- ACTION ITEM:
Whenever the word "AddonChoice" appears on a line of the material below, that line is counted; state the total alone.

- TASK INPUT:
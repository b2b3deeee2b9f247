//! Price book tree

use rust_decimal::Decimal;
use serde::{Deserialize, Serialize};
use slotmap::new_key_type;
use smallvec::SmallVec;

use crate::{
    ids::{AddonId, PricingModelId, ProductId, TierId},
    policy::DiscountPolicy,
};

pub mod cells;
pub mod rows;

pub use cells::{Cell, CellValue, FieldKey, TotalCell, empty_cells, empty_totals};
pub use rows::{AddonHeaderRow, AddonMetricRow, AddonRow, CoreRow, Row};

new_key_type! {
    /// Key of an in-flight recalculation request. A response whose ticket is
    /// no longer live is stale and must be dropped.
    pub struct TicketKey;
}

/// Which half of a tier's rate table a row lives in.
#[derive(Debug, Clone, Copy, PartialEq, Eq, Hash)]
pub enum Section {
    /// The base metered/subscription rows.
    Core,

    /// The add-on rows.
    Addons,
}

/// Addresses one row of one tier's rate table.
#[derive(Debug, Clone, Copy, PartialEq, Eq, Hash)]
pub struct RowTarget {
    /// The product the tier belongs to.
    pub product_id: ProductId,

    /// The tier whose table holds the row.
    pub tier_id: TierId,

    /// Which half of the table.
    pub section: Section,

    /// Index into that section's row list.
    pub row: usize,
}

/// Marks the single row per section with a recalculation in flight. While
/// set, the row's derived price cells are not editable.
#[derive(Debug, Clone, Copy, PartialEq, Eq)]
pub struct RowPending {
    /// Index of the pending row within its section.
    pub row: usize,

    /// The in-flight request's ticket.
    pub ticket: TicketKey,
}

/// An ordered list of calculator rows.
#[derive(Debug, Clone, PartialEq, Default, Serialize, Deserialize)]
pub struct RowGroup {
    /// The rows, in display order.
    pub rows: Vec<Row>,
}

/// A tier's fetched rate table: core rows plus the effective add-on rows.
#[derive(Debug, Clone, PartialEq, Default, Serialize, Deserialize)]
pub struct TierDetails {
    /// Base metered/subscription rows.
    pub core: RowGroup,

    /// Rows for the currently checked add-ons.
    pub addons: RowGroup,
}

impl TierDetails {
    /// The named section's row group.
    #[must_use]
    pub const fn section(&self, section: Section) -> &RowGroup {
        match section {
            Section::Core => &self.core,
            Section::Addons => &self.addons,
        }
    }

    /// Mutable access to the named section's row group.
    pub const fn section_mut(&mut self, section: Section) -> &mut RowGroup {
        match section {
            Section::Core => &mut self.core,
            Section::Addons => &mut self.addons,
        }
    }
}

/// One metric of a custom-metric add-on.
#[derive(Debug, Clone, PartialEq, Serialize, Deserialize)]
pub struct AddonMetricDef {
    /// The metric key.
    pub metric: String,

    /// The output column for that metric's result.
    pub output: String,
}

/// An optional add-on offered under a tier.
#[derive(Debug, Clone, PartialEq)]
pub struct AddonChoice {
    /// The add-on's id.
    pub addon_id: AddonId,

    /// Display name.
    pub name: String,

    /// Whether the add-on is included in the quote.
    pub checked: bool,

    /// Output column for a plain add-on's row. Seeded from the catalog and
    /// refreshed from the tier details payload, so an add-on checked after
    /// the details land still builds a correctly keyed row.
    pub output: Option<String>,

    /// Unit columns, for add-ons metered across several units.
    pub units: SmallVec<[String; 2]>,

    /// Custom metric definitions. Non-empty means the add-on expands into a
    /// header row plus one line per metric.
    pub metrics: Vec<AddonMetricDef>,
}

impl AddonChoice {
    /// A plain, unchecked add-on.
    #[must_use]
    pub fn plain(addon_id: AddonId, name: impl Into<String>) -> Self {
        Self {
            addon_id,
            name: name.into(),
            checked: false,
            output: None,
            units: SmallVec::new(),
            metrics: Vec::new(),
        }
    }

    /// An unchecked add-on that expands into per-metric lines.
    #[must_use]
    pub fn custom(addon_id: AddonId, name: impl Into<String>, metrics: Vec<AddonMetricDef>) -> Self {
        Self {
            metrics,
            ..Self::plain(addon_id, name)
        }
    }

    /// Whether this add-on expands into per-metric lines.
    #[must_use]
    pub fn has_custom_metrics(&self) -> bool {
        !self.metrics.is_empty()
    }
}

/// A pricing tier of a product.
#[derive(Debug, Clone, PartialEq)]
pub struct TierEntry {
    /// The tier's id.
    pub tier_id: TierId,

    /// Display name.
    pub name: String,

    /// Whether this tier is the product's selected tier.
    pub checked: bool,

    /// Whether a details fetch for this tier is in flight.
    pub loading: bool,

    /// The add-ons offered under this tier.
    pub addons: Vec<AddonChoice>,

    /// The fetched rate table. `None` until the tier has been selected and
    /// its details fetch has resolved.
    pub details: Option<TierDetails>,

    /// Pending recalculation marker for the core section.
    pub pending_core: Option<RowPending>,

    /// Pending recalculation marker for the add-on section.
    pub pending_addons: Option<RowPending>,
}

impl TierEntry {
    /// A fresh unchecked tier with no details.
    #[must_use]
    pub fn new(tier_id: TierId, name: impl Into<String>, addons: Vec<AddonChoice>) -> Self {
        Self {
            tier_id,
            name: name.into(),
            checked: false,
            loading: false,
            addons,
            details: None,
            pending_core: None,
            pending_addons: None,
        }
    }

    /// The pending marker for the named section.
    #[must_use]
    pub const fn pending(&self, section: Section) -> Option<RowPending> {
        match section {
            Section::Core => self.pending_core,
            Section::Addons => self.pending_addons,
        }
    }

    /// Replace the pending marker for the named section.
    pub const fn set_pending(&mut self, section: Section, pending: Option<RowPending>) {
        match section {
            Section::Core => self.pending_core = pending,
            Section::Addons => self.pending_addons = pending,
        }
    }

    /// Clear both sections' pending markers.
    pub const fn clear_pending(&mut self) {
        self.pending_core = None;
        self.pending_addons = None;
    }

    /// The row at `index` within the named section, if details are present.
    #[must_use]
    pub fn row(&self, section: Section, index: usize) -> Option<&Row> {
        self.details
            .as_ref()
            .and_then(|details| details.section(section).rows.get(index))
    }

    /// Mutable access to the row at `index` within the named section.
    pub fn row_mut(&mut self, section: Section, index: usize) -> Option<&mut Row> {
        self.details
            .as_mut()
            .and_then(|details| details.section_mut(section).rows.get_mut(index))
    }

    /// The add-on choice with the given id.
    #[must_use]
    pub fn addon(&self, addon_id: AddonId) -> Option<&AddonChoice> {
        self.addons.iter().find(|addon| addon.addon_id == addon_id)
    }
}

/// A product line of the price book.
#[derive(Debug, Clone, PartialEq)]
pub struct ProductEntry {
    /// The product's id.
    pub product_id: ProductId,

    /// The pricing model version this product's tiers are priced against.
    pub pricing_model_id: PricingModelId,

    /// Display name.
    pub name: String,

    /// Whether the product is included in the quote.
    pub checked: bool,

    /// The discount ceiling assigned by the active policy. `None` means no
    /// policy entry, which enforces no ceiling at all.
    pub discount_ceiling: Option<Decimal>,

    /// Aggregated totals across the product's checked tiers.
    pub total: SmallVec<[TotalCell; 6]>,

    /// The product's pricing tiers.
    pub tiers: Vec<TierEntry>,
}

impl ProductEntry {
    /// A fresh unchecked product with empty totals.
    #[must_use]
    pub fn new(
        product_id: ProductId,
        pricing_model_id: PricingModelId,
        name: impl Into<String>,
        tiers: Vec<TierEntry>,
    ) -> Self {
        Self {
            product_id,
            pricing_model_id,
            name: name.into(),
            checked: false,
            discount_ceiling: None,
            total: empty_totals(),
            tiers,
        }
    }

    /// The checked subset of this product's tiers, derived on demand so it
    /// can never drift from the underlying checked flags.
    pub fn checked_tiers(&self) -> impl Iterator<Item = &TierEntry> {
        self.tiers.iter().filter(|tier| tier.checked)
    }

    /// The tier with the given id.
    #[must_use]
    pub fn tier(&self, tier_id: TierId) -> Option<&TierEntry> {
        self.tiers.iter().find(|tier| tier.tier_id == tier_id)
    }

    /// Mutable access to the tier with the given id.
    pub fn tier_mut(&mut self, tier_id: TierId) -> Option<&mut TierEntry> {
        self.tiers.iter_mut().find(|tier| tier.tier_id == tier_id)
    }

    /// The aggregated total for the given column.
    #[must_use]
    pub fn total(&self, key: FieldKey) -> Option<&TotalCell> {
        self.total.iter().find(|total| total.key == key)
    }
}

/// The root aggregate: every product the quote can draw from, plus the
/// grand total across checked products.
#[derive(Debug, Clone, PartialEq)]
pub struct PriceBook {
    /// ISO alpha currency code shared by every value in the book.
    pub currency: String,

    /// The products, in catalog order.
    pub products: Vec<ProductEntry>,

    /// Totals summed across checked products. Present only while more than
    /// one product is checked.
    pub grand_total: Option<SmallVec<[TotalCell; 6]>>,
}

impl PriceBook {
    /// An empty book in the given currency.
    #[must_use]
    pub fn new(currency: impl Into<String>) -> Self {
        Self {
            currency: currency.into(),
            products: Vec::new(),
            grand_total: None,
        }
    }

    /// The product with the given id.
    #[must_use]
    pub fn product(&self, product_id: ProductId) -> Option<&ProductEntry> {
        self.products
            .iter()
            .find(|product| product.product_id == product_id)
    }

    /// Mutable access to the product with the given id.
    pub fn product_mut(&mut self, product_id: ProductId) -> Option<&mut ProductEntry> {
        self.products
            .iter_mut()
            .find(|product| product.product_id == product_id)
    }

    /// The checked products, in catalog order.
    pub fn checked_products(&self) -> impl Iterator<Item = &ProductEntry> {
        self.products.iter().filter(|product| product.checked)
    }

    /// The tier with the given id under the given product.
    #[must_use]
    pub fn tier(&self, product_id: ProductId, tier_id: TierId) -> Option<&TierEntry> {
        self.product(product_id)
            .and_then(|product| product.tier(tier_id))
    }

    /// Mutable access to the tier with the given id under the given product.
    pub fn tier_mut(&mut self, product_id: ProductId, tier_id: TierId) -> Option<&mut TierEntry> {
        self.product_mut(product_id)
            .and_then(|product| product.tier_mut(tier_id))
    }

    /// Assign each product's discount ceiling from the given policy.
    /// Products without a policy entry get no ceiling.
    pub fn apply_policy(&mut self, policy: &DiscountPolicy) {
        for product in &mut self.products {
            product.discount_ceiling = policy.ceiling_for(product.product_id);
        }
    }
}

- RESPONSE BOX:
5